**Task to complete**. Extract all of the entries and give them again, word for word.

*** Source information

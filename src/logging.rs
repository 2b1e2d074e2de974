//! ロギングの初期化
//!
//! `tracing-subscriber` を初期化し、ログを `logs/process_<unix-ts>.log` に書き出します。
//! 書き込みは `tracing-appender` のノンブロッキングライター経由で行われ、
//! 返される [`LogGuard`] を破棄した時点でバッファがフラッシュされます。
//!
//! フィルターは `RUST_LOG` が設定されていればそれを、無ければ [`LogConfig::level`] を使います。

use std::path::{Path, PathBuf};
use std::time::{SystemTime, UNIX_EPOCH};

use tracing_appender::non_blocking::WorkerGuard;
use tracing_subscriber::layer::SubscriberExt;
use tracing_subscriber::util::SubscriberInitExt;
use tracing_subscriber::{EnvFilter, Layer};

use crate::error::LoggingError;

/// デフォルトのログディレクトリ
pub const DEFAULT_LOG_DIR: &str = "logs";

/// ロギング設定
#[derive(Debug, Clone)]
pub struct LogConfig {
    /// ログファイルの出力先ディレクトリ
    pub dir: PathBuf,
    /// `RUST_LOG` が無い場合のフィルター（例: `info`, `autostep=debug`）
    pub level: String,
    /// ファイルへの出力を JSON 形式にする
    pub json: bool,
    /// 標準エラー出力にも書き出す
    pub stderr: bool,
}

impl Default for LogConfig {
    fn default() -> Self {
        Self {
            dir: PathBuf::from(DEFAULT_LOG_DIR),
            level: "info".to_string(),
            json: false,
            stderr: true,
        }
    }
}

/// ロガーのハンドル
///
/// 破棄するとノンブロッキングライターのバッファがフラッシュされます。
/// プロセス終了まで保持してください。
#[must_use = "破棄するとログがフラッシュされ、以降のファイル出力が失われます"]
pub struct LogGuard {
    path: PathBuf,
    _guard: WorkerGuard,
}

impl LogGuard {
    /// 出力先のログファイル
    pub fn path(&self) -> &Path {
        &self.path
    }

    /// 明示的にフラッシュして終了する
    pub fn flush(self) {
        drop(self);
    }
}

/// `process_<unix-ts>.log`
pub fn log_file_name(timestamp: u64) -> String {
    format!("process_{}.log", timestamp)
}

/// グローバルサブスクライバーを初期化する
///
/// 2回目以降の呼び出しは [`LoggingError::Init`] を返します。
pub fn init(config: &LogConfig) -> Result<LogGuard, LoggingError> {
    std::fs::create_dir_all(&config.dir)?;

    let timestamp = SystemTime::now()
        .duration_since(UNIX_EPOCH)
        .map(|d| d.as_secs())
        .unwrap_or_default();
    let file_name = log_file_name(timestamp);
    let path = config.dir.join(&file_name);

    let appender = tracing_appender::rolling::never(&config.dir, &file_name);
    let (writer, guard) = tracing_appender::non_blocking(appender);

    let filter = || {
        EnvFilter::try_from_default_env().unwrap_or_else(|_| EnvFilter::new(&config.level))
    };

    let json_layer = config.json.then(|| {
        tracing_subscriber::fmt::layer()
            .json()
            .with_writer(writer.clone())
            .with_target(true)
            .with_filter(filter())
    });
    let text_layer = (!config.json).then(|| {
        tracing_subscriber::fmt::layer()
            .with_writer(writer.clone())
            .with_target(true)
            .with_ansi(false)
            .with_filter(filter())
    });
    let stderr_layer = config.stderr.then(|| {
        tracing_subscriber::fmt::layer()
            .with_writer(std::io::stderr)
            .with_target(false)
            .with_filter(filter())
    });

    tracing_subscriber::registry()
        .with(json_layer)
        .with(text_layer)
        .with(stderr_layer)
        .try_init()
        .map_err(|e| LoggingError::Init(e.to_string()))?;

    Ok(LogGuard {
        path,
        _guard: guard,
    })
}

******

**Task answer**.
filename src/logging.rs
repository 2b1e2d074e2de974
//! ロギングの初期化
//!
//! `tracing-subscriber` を初期化し、ログを `logs/process_<unix-ts>.log` に書き出します。
//! 書き込みは `tracing-appender` のノンブロッキングライター経由で行われ、
//! 返される [`LogGuard`] を破棄した時点でバッファがフラッシュされます。
//!
//! フィルターは `RUST_LOG` が設定されていればそれを、無ければ [`LogConfig::level`] を使います。

use std::path::{Path, PathBuf};
use std::time::{SystemTime, UNIX_EPOCH};

use tracing_appender::non_blocking::WorkerGuard;
use tracing_subscriber::layer::SubscriberExt;
use tracing_subscriber::util::SubscriberInitExt;
use tracing_subscriber::{EnvFilter, Layer};

use crate::error::LoggingError;

/// デフォルトのログディレクトリ
pub const DEFAULT_LOG_DIR: &str = "logs";

/// ロギング設定
#[derive(Debug, Clone)]
pub struct LogConfig {
    /// ログファイルの出力先ディレクトリ
    pub dir: PathBuf,
    /// `RUST_LOG` が無い場合のフィルター（例: `info`, `autostep=debug`）
    pub level: String,
    /// ファイルへの出力を JSON 形式にする
    pub json: bool,
    /// 標準エラー出力にも書き出す
    pub stderr: bool,
}

impl Default for LogConfig {
    fn default() -> Self {
        Self {
            dir: PathBuf::from(DEFAULT_LOG_DIR),
            level: "info".to_string(),
            json: false,
            stderr: true,
        }
    }
}

/// ロガーのハンドル
///
/// 破棄するとノンブロッキングライターのバッファがフラッシュされます。
/// プロセス終了まで保持してください。
#[must_use = "破棄するとログがフラッシュされ、以降のファイル出力が失われます"]
pub struct LogGuard {
    path: PathBuf,
    _guard: WorkerGuard,
}

impl LogGuard {
    /// 出力先のログファイル
    pub fn path(&self) -> &Path {
        &self.path
    }

    /// 明示的にフラッシュして終了する
    pub fn flush(self) {
        drop(self);
    }
}

/// `process_<unix-ts>.log`
pub fn log_file_name(timestamp: u64) -> String {
    format!("process_{}.log", timestamp)
}

/// グローバルサブスクライバーを初期化する
///
/// 2回目以降の呼び出しは [`LoggingError::Init`] を返します。
pub fn init(config: &LogConfig) -> Result<LogGuard, LoggingError> {
    std::fs::create_dir_all(&config.dir)?;

    let timestamp = SystemTime::now()
        .duration_since(UNIX_EPOCH)
        .map(|d| d.as_secs())
        .unwrap_or_default();
    let file_name = log_file_name(timestamp);
    let path = config.dir.join(&file_name);

    let appender = tracing_appender::rolling::never(&config.dir, &file_name);
    let (writer, guard) = tracing_appender::non_blocking(appender);

    let filter = || {
        EnvFilter::try_from_default_env().unwrap_or_else(|_| EnvFilter::new(&config.level))
    };

    let json_layer = config.json.then(|| {
        tracing_subscriber::fmt::layer()
            .json()
            .with_writer(writer.clone())
            .with_target(true)
            .with_filter(filter())
    });
    let text_layer = (!config.json).then(|| {
        tracing_subscriber::fmt::layer()
            .with_writer(writer.clone())
            .with_target(true)
            .with_ansi(false)
            .with_filter(filter())
    });
    let stderr_layer = config.stderr.then(|| {
        tracing_subscriber::fmt::layer()
            .with_writer(std::io::stderr)
            .with_target(false)
            .with_filter(filter())
    });

    tracing_subscriber::registry()
        .with(json_layer)
        .with(text_layer)
        .with(stderr_layer)
        .try_init()
        .map_err(|e| LoggingError::Init(e.to_string()))?;

    Ok(LogGuard {
        path,
        _guard: guard,
    })
}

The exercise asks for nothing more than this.